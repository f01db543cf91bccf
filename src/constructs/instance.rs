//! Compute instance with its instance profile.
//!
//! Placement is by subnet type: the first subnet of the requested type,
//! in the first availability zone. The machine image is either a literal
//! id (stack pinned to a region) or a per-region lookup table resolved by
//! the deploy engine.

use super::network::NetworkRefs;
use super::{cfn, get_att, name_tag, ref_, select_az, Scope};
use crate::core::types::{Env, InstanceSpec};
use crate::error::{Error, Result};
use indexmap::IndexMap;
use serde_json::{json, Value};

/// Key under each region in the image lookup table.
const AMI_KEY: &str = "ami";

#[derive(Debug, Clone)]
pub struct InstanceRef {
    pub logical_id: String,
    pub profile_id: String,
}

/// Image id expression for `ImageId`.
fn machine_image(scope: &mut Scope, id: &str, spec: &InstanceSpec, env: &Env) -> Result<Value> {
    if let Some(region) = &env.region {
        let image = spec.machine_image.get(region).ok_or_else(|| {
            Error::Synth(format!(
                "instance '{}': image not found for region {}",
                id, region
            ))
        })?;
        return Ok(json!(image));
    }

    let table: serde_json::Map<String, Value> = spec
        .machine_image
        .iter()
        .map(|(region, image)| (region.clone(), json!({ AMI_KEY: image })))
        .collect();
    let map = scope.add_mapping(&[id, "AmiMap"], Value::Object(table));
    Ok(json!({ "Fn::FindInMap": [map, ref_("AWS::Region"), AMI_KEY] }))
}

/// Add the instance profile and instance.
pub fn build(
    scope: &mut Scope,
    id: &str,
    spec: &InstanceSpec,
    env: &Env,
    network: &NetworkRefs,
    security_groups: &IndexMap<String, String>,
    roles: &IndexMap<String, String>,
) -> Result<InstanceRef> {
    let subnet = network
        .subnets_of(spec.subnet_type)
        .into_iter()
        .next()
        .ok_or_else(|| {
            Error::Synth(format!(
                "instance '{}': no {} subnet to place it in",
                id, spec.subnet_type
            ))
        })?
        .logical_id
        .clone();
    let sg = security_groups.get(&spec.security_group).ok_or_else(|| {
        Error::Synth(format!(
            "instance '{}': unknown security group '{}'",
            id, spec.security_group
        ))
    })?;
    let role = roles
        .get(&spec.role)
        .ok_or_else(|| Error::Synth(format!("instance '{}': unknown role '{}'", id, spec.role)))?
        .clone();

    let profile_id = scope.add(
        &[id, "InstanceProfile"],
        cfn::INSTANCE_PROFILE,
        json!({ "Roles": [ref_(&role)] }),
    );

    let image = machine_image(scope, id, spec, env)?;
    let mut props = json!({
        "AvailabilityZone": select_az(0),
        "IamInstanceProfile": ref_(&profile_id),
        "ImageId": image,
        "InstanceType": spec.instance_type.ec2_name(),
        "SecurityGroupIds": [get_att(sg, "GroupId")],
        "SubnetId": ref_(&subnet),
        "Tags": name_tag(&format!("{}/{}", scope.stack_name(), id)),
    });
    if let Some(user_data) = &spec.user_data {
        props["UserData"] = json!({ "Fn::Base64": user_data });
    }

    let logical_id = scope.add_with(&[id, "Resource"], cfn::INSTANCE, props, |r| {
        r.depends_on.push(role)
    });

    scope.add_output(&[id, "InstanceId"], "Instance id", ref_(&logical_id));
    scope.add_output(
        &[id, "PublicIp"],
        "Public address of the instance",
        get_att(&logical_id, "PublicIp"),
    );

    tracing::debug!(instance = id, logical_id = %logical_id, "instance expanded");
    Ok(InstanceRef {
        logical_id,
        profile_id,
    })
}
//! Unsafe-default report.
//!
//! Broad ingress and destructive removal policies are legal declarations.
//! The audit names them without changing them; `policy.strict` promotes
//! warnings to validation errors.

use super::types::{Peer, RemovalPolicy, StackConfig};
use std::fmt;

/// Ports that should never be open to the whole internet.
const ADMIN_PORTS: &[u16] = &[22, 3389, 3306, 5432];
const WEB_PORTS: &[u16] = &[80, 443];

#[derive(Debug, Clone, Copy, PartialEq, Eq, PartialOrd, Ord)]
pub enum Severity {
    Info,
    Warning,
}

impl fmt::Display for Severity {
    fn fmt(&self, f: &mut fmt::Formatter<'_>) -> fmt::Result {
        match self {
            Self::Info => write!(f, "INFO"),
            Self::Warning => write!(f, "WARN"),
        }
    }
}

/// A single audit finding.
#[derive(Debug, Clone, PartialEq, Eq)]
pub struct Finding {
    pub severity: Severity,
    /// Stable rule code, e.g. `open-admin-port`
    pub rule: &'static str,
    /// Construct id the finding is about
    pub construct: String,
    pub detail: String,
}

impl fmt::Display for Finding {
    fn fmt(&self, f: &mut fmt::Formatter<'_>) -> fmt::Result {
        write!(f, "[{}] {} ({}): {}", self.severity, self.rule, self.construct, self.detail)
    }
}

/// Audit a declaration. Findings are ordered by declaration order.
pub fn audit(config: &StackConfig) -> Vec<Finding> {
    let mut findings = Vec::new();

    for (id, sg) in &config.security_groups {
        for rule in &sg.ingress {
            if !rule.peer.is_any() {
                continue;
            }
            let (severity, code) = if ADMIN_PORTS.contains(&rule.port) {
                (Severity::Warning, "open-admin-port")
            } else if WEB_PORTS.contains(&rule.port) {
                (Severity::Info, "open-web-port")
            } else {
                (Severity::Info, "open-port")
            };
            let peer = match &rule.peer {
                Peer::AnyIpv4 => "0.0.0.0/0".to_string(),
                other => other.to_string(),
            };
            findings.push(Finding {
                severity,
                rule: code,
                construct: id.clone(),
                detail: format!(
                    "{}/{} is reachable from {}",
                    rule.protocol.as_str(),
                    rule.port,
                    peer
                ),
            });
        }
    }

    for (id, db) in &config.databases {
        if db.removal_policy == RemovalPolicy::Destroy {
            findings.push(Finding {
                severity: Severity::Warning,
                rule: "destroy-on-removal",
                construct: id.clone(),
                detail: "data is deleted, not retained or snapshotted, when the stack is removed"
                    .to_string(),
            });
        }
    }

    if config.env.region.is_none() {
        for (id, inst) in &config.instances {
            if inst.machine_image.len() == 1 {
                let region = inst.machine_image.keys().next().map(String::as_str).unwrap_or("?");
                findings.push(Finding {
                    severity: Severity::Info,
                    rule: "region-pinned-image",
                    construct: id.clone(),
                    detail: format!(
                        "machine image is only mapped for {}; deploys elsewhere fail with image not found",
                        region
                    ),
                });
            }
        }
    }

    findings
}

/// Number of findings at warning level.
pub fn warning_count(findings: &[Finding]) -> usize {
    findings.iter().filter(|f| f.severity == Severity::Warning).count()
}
==*==
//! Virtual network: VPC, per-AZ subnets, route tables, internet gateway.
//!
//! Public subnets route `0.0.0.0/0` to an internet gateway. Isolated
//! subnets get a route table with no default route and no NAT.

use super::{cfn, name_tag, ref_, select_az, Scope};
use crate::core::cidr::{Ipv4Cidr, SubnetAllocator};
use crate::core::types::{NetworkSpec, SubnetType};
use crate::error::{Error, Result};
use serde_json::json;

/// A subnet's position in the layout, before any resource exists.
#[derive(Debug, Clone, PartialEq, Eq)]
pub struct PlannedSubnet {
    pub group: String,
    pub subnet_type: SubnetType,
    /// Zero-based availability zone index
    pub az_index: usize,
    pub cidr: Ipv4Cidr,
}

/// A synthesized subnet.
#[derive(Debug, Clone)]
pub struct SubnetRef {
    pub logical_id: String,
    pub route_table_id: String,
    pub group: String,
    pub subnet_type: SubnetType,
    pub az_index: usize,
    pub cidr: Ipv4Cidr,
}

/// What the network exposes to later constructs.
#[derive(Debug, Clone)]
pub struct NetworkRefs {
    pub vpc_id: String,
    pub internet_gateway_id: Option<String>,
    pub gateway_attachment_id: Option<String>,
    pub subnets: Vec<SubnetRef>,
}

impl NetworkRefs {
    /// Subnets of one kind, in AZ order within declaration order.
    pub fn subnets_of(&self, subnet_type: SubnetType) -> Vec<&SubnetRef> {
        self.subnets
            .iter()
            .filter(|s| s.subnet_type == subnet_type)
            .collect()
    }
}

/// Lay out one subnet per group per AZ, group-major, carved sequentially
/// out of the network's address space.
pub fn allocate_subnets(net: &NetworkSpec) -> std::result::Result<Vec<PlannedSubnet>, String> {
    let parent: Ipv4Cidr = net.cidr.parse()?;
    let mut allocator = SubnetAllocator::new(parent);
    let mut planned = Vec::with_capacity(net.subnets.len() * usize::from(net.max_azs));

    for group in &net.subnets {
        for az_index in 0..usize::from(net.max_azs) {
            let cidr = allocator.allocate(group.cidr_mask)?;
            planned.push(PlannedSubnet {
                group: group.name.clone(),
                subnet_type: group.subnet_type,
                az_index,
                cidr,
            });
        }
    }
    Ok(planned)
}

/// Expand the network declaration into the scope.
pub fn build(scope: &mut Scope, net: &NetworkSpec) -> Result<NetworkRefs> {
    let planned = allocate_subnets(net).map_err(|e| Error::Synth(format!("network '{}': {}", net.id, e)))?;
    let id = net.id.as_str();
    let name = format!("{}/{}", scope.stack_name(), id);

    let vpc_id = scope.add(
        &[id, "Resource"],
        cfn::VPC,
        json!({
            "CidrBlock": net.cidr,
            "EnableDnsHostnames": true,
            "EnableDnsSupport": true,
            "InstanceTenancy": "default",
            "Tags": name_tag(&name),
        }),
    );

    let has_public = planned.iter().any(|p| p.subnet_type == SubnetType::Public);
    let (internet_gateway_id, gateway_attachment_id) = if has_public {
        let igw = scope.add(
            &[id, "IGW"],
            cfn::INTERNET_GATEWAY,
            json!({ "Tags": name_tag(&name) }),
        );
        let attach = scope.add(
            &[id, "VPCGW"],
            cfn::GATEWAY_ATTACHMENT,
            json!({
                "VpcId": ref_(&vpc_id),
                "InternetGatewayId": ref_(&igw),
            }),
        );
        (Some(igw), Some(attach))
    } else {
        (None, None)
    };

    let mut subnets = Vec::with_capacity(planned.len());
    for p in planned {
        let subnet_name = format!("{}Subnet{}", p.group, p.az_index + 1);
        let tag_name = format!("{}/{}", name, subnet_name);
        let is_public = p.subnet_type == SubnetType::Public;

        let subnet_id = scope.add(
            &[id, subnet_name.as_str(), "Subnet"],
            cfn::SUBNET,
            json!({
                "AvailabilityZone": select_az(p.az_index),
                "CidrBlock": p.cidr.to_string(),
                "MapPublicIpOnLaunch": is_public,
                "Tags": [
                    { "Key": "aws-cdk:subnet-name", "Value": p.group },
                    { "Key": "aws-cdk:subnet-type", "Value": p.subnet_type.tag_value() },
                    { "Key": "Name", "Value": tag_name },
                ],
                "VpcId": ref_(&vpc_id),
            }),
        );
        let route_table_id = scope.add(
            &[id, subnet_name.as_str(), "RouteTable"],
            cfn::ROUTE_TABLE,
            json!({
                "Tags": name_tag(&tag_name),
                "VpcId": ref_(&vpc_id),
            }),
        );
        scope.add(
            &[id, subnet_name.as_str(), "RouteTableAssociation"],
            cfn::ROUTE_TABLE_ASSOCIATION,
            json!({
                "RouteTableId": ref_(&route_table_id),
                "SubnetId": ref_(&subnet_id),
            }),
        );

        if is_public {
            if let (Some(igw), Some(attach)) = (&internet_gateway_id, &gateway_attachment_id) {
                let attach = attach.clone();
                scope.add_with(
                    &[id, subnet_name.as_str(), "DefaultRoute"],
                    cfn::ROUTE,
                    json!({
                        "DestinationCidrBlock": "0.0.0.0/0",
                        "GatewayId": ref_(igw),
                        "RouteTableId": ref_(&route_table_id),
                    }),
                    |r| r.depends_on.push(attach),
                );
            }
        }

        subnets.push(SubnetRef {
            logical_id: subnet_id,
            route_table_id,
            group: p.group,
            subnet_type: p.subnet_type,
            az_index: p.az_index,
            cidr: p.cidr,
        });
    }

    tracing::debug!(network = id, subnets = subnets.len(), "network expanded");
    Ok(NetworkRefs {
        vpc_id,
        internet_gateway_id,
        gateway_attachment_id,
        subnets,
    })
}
==*==
WHAT THE EXERCISE ASKS —
Wherever the word "ImageId" turns up in a line of the entries above, copy that line.

WRITTEN REPLY —
/// Image id expression for `ImageId`.
        "ImageId": image,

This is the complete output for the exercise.